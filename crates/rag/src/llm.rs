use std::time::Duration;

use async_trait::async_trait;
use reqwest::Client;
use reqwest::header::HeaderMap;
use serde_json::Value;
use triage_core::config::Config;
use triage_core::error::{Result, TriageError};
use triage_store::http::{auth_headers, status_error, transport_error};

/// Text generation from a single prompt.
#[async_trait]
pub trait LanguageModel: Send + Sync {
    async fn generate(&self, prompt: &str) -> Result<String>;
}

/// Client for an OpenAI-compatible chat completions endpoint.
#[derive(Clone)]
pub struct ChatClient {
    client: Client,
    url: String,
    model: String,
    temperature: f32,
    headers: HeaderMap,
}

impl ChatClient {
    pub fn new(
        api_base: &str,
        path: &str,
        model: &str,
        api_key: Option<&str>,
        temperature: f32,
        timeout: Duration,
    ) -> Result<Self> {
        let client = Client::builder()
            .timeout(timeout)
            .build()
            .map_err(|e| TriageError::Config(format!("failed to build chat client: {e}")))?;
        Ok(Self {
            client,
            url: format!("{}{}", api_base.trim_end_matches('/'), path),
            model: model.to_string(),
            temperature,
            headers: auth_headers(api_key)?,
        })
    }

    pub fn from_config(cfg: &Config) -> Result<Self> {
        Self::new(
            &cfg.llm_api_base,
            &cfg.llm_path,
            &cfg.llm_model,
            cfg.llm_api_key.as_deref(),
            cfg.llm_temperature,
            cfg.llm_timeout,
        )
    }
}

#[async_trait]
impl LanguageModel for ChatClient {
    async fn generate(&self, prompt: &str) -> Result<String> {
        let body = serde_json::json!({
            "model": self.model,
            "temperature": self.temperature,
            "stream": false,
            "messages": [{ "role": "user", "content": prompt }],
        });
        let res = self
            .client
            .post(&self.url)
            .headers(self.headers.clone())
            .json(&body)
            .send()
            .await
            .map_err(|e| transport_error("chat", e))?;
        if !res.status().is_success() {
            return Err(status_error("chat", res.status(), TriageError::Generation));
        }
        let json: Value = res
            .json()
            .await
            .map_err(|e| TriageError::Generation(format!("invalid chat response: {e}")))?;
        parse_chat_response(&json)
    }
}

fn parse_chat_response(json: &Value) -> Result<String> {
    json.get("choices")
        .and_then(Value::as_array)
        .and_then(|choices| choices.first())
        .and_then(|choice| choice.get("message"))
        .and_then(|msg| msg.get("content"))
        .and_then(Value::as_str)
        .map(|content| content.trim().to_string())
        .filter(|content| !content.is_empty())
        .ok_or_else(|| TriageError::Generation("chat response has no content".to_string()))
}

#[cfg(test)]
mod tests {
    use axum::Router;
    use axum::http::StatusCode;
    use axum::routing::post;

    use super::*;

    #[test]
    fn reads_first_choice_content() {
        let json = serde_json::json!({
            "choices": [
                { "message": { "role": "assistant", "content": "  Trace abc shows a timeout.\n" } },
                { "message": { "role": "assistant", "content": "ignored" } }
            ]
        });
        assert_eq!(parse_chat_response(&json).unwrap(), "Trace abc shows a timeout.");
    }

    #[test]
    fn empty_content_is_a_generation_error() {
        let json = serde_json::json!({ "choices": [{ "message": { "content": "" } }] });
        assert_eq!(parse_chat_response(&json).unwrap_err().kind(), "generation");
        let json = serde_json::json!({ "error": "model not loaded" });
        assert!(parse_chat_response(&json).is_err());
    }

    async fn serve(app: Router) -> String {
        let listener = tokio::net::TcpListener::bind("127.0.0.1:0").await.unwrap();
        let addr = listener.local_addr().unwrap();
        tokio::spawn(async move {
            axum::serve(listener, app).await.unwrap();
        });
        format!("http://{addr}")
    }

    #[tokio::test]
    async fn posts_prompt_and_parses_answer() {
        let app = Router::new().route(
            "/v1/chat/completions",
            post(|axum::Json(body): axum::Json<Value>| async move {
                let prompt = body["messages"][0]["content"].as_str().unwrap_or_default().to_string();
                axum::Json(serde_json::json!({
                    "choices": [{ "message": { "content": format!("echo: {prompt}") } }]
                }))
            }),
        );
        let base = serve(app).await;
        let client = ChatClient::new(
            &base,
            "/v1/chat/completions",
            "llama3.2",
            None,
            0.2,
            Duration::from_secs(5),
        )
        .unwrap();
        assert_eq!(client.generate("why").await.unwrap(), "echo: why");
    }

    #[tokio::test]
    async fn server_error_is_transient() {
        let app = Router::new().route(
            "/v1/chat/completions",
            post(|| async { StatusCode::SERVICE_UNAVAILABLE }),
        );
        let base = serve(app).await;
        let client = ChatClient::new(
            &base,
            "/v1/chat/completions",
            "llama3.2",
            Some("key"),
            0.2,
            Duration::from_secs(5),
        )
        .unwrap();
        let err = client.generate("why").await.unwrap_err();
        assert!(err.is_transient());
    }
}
-------------------------
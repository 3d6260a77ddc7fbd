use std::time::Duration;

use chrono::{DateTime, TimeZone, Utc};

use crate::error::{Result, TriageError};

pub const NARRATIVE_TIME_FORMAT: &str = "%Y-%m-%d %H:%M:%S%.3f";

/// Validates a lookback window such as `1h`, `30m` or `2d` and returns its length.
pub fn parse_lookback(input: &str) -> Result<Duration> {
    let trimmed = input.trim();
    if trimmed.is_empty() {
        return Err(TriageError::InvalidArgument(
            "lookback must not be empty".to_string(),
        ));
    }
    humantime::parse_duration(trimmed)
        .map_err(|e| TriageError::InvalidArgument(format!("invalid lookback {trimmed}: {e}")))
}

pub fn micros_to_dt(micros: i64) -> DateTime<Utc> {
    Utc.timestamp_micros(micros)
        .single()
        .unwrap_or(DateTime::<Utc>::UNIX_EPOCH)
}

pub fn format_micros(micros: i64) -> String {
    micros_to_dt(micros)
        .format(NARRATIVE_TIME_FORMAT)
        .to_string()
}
-------------------------
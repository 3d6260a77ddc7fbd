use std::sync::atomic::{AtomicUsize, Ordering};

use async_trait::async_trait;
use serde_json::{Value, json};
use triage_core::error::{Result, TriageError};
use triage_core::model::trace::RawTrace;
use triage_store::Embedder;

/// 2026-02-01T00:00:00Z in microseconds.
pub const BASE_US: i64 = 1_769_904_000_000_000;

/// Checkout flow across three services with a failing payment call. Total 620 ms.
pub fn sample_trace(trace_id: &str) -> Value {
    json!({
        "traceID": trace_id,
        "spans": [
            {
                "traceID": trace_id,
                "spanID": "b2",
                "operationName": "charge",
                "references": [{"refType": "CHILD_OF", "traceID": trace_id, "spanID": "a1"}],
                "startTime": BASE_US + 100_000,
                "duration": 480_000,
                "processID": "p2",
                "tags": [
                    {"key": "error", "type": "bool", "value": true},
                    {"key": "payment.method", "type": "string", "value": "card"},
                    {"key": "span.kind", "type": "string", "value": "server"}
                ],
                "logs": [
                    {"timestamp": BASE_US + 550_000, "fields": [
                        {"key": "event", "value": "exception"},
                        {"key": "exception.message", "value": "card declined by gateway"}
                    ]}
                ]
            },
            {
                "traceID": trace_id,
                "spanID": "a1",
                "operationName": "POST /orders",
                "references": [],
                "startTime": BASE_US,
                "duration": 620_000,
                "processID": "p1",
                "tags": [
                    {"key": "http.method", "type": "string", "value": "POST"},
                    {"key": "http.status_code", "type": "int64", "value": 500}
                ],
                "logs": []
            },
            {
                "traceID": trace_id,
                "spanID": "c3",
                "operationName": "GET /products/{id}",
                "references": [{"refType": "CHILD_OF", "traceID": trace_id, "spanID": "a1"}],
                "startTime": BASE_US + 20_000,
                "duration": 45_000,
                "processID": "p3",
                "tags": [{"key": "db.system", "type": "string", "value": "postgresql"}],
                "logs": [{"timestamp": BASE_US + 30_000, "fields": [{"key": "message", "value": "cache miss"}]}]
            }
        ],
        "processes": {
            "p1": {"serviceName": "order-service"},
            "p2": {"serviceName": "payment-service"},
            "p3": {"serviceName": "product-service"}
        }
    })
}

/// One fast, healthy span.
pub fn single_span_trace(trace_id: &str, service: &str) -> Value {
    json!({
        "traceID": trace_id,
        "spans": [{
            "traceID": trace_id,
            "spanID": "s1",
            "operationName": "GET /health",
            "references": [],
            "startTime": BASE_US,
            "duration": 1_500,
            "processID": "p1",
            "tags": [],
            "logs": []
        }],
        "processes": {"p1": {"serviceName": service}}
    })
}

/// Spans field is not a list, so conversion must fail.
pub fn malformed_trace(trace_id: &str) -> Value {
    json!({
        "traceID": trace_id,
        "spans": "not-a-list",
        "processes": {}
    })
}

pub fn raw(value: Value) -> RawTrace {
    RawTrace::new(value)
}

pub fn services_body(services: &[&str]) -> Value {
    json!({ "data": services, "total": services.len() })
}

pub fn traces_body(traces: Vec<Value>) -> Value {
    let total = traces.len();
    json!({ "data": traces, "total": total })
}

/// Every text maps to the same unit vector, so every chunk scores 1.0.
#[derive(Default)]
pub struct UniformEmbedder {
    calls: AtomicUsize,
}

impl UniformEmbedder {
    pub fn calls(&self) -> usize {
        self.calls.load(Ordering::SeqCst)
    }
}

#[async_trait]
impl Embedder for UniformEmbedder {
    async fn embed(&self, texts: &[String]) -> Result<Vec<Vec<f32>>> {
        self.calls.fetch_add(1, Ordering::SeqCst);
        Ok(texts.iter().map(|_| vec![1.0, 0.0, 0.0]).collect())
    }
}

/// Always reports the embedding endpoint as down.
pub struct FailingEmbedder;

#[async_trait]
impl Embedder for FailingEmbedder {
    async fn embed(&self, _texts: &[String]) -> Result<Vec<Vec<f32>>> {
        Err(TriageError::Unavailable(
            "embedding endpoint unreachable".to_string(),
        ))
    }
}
-------------------------
**WHAT THE TASK REQUIRES**
Could you transcribe the entries above word for word, from the line with "filename crates/rag/src/llm.rs" down to the line with "#[derive(Clone)]", keeping both?

**ANSWER TO THE EXERCISE**
filename crates/rag/src/llm.rs
use std::time::Duration;

use async_trait::async_trait;
use reqwest::Client;
use reqwest::header::HeaderMap;
use serde_json::Value;
use triage_core::config::Config;
use triage_core::error::{Result, TriageError};
use triage_store::http::{auth_headers, status_error, transport_error};

/// Text generation from a single prompt.
#[async_trait]
pub trait LanguageModel: Send + Sync {
    async fn generate(&self, prompt: &str) -> Result<String>;
}

/// Client for an OpenAI-compatible chat completions endpoint.
#[derive(Clone)]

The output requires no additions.